Tunggu, biarkan aku mengatur nafas lagi terlebih dahulu. Tunggu sebentar, bukankah Guru Grace seharusnya belum pernah berpapasan denganku di lorong?
"Roh Kontrak-ku memiliki kemampuan untuk melakukan Teleport. Cukup sedetik bagiku dari sana sampai ke sini."
Ia seakan-akan membaca pikiranku saja saat menaikkan kacamata birunya …. Namun yah, aku tidak menyangka ia bisa melakukan itu.

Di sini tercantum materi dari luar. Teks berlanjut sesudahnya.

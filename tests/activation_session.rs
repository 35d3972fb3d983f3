use std::path::PathBuf;

use pageflow_rust::{run_activation, ActivationRequest, AppConfig, AppError, FileSessionStore};
use pageflow_core::{ContinuationError, PageFlowError};
use serde_json::{json, Value};

fn config(session_dir: &tempfile::TempDir) -> AppConfig {
    AppConfig { flow_dir: PathBuf::from(env!("CARGO_MANIFEST_DIR")).join("flows"),
                session_file: session_dir.path().join("session.json"),
                ..AppConfig::default() }
}

fn request(flow_id: &str, ticket: Option<&str>, event: Option<&str>) -> ActivationRequest {
    ActivationRequest { flow_id: flow_id.to_string(),
                        ticket: ticket.map(str::to_string),
                        event: event.map(str::to_string),
                        payload: Value::Null }
}

#[test]
fn counter_survives_between_invocations() {
    let dir = tempfile::tempdir().unwrap();
    let config = config(&dir);

    let first = run_activation(&config, &request("Counter", None, None)).unwrap();
    assert_eq!(first.state.as_deref(), Some("Counting"));
    assert_eq!(first.view.as_deref(), Some("CounterView"));
    assert_eq!(first.attributes.get("counter"), Some(&json!(0)));
    assert!(config.session_file.exists());

    let second = run_activation(&config, &request("Counter", Some(&first.ticket), Some("increase"))).unwrap();
    assert_eq!(second.ticket, first.ticket);
    assert_eq!(second.attributes.get("counter"), Some(&json!(1)));
    assert!(second.event_valid);

    let done = run_activation(&config, &request("Counter", Some(&first.ticket), Some("finish"))).unwrap();
    assert!(done.finished);
    assert_eq!(done.view.as_deref(), Some("FinishedView"));

    // La instancia terminada ya no está en la sesión: el ticket arranca otra.
    let again = run_activation(&config, &request("Counter", Some(&first.ticket), Some("increase"))).unwrap();
    assert_ne!(again.ticket, first.ticket);
}

#[test]
fn protocol_errors_are_reported_and_session_is_kept() {
    let dir = tempfile::tempdir().unwrap();
    let config = config(&dir);
    let first = run_activation(&config, &request("Counter", None, None)).unwrap();

    let err = run_activation(&config, &request("SecondCounter", Some(&first.ticket), Some("increase"))).unwrap_err();
    assert!(matches!(err, AppError::Continuation(ContinuationError::UnexpectedFlowId { .. })));

    let err = run_activation(&config, &request("Missing", None, None)).unwrap_err();
    assert!(matches!(err, AppError::Continuation(ContinuationError::FlowNotFound(_))));

    let resumed = run_activation(&config, &request("Counter", Some(&first.ticket), Some("increase"))).unwrap();
    assert_eq!(resumed.ticket, first.ticket);
}

#[test]
fn failed_resume_is_cleared_and_the_session_still_saved() {
    let dir = tempfile::tempdir().unwrap();
    let config = config(&dir);
    let first = run_activation(&config, &request("Counter", None, None)).unwrap();
    let huge = ActivationRequest { payload: json!({"by": i64::MAX}),
                                   ..request("Counter", Some(&first.ticket), Some("increase")) };

    run_activation(&config, &huge).unwrap();
    let err = run_activation(&config, &huge).unwrap_err();
    assert!(matches!(err, AppError::Continuation(ContinuationError::PageFlow(PageFlowError::ActionFailed { .. }))));

    let after = run_activation(&config, &request("Counter", Some(&first.ticket), None)).unwrap();
    assert_eq!(after.ticket, first.ticket);
    assert_eq!(after.attributes.get("counter"), Some(&json!(i64::MAX)));
}

#[test]
fn corrupt_session_file_is_rejected() {
    let dir = tempfile::tempdir().unwrap();
    let config = config(&dir);
    FileSessionStore::new(&config.session_file).save(b"not a session").unwrap();
    let err = run_activation(&config, &request("Counter", None, None)).unwrap_err();
    assert!(matches!(err, AppError::Continuation(ContinuationError::InvalidSession(_))));
}

#[test]
fn exclusive_flows_from_config() {
    let dir = tempfile::tempdir().unwrap();
    let config = AppConfig { exclusive_flows: vec!["Counter".into()],
                             ..config(&dir) };
    let first = run_activation(&config, &request("Counter", None, None)).unwrap();
    let second = run_activation(&config, &request("Counter", None, None)).unwrap();
    assert_ne!(first.ticket, second.ticket);

    // El primer ticket fue desalojado: reanudarlo arranca una instancia nueva.
    let resumed = run_activation(&config, &request("Counter", Some(&first.ticket), Some("increase"))).unwrap();
    assert_ne!(resumed.ticket, first.ticket);
    assert_eq!(resumed.attributes.get("counter"), Some(&json!(0)));
}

"Lagian, seharusnya dalam waktu kurang dari sepuluh menit kaubisa sampai ke kelas ini meski berada di lantai delapan. Jadi, apa yang membuatmu terlambat?"
"Membantu gadis manis yang kebetulan berpapasan denganku di lorong."
Entah karena jawabanku yang disambili mengacungkan jempol kanan atau hal lainnya, Guru Grace membuang nafasnya.
"… Berdiri di luar kelas hingga pelajaran berakhir. Jangan coba-coba untuk bolos! Kalau ketahuan, hukumanmu kutambah!"
Tidak usah berteriak seperti itu, aku masih belum terlalu jauh darimu. Pelajaran saja bisa terdengar dari luar sini.
"Yah, selama tidak ketahuan aman, 'kan?"
"Aku dengar itu! Jadi jangan mencoba untuk macam-macam!"
***
Lambat sekali rasanya waktu berjalan. Satu jam pelajaran tadi terasa seperti 60 menit telah berlalu.
"… Yah, untung saja tidak ke ruangannya lagi. Karena ini sudah tengah hari, rasa lapar menyerangku kembali, seperti pagi hari tadi."
Sambil sesekali membuang nafas, aku berjalan di lorong akademi setelah lonceng istirahat berbunyi.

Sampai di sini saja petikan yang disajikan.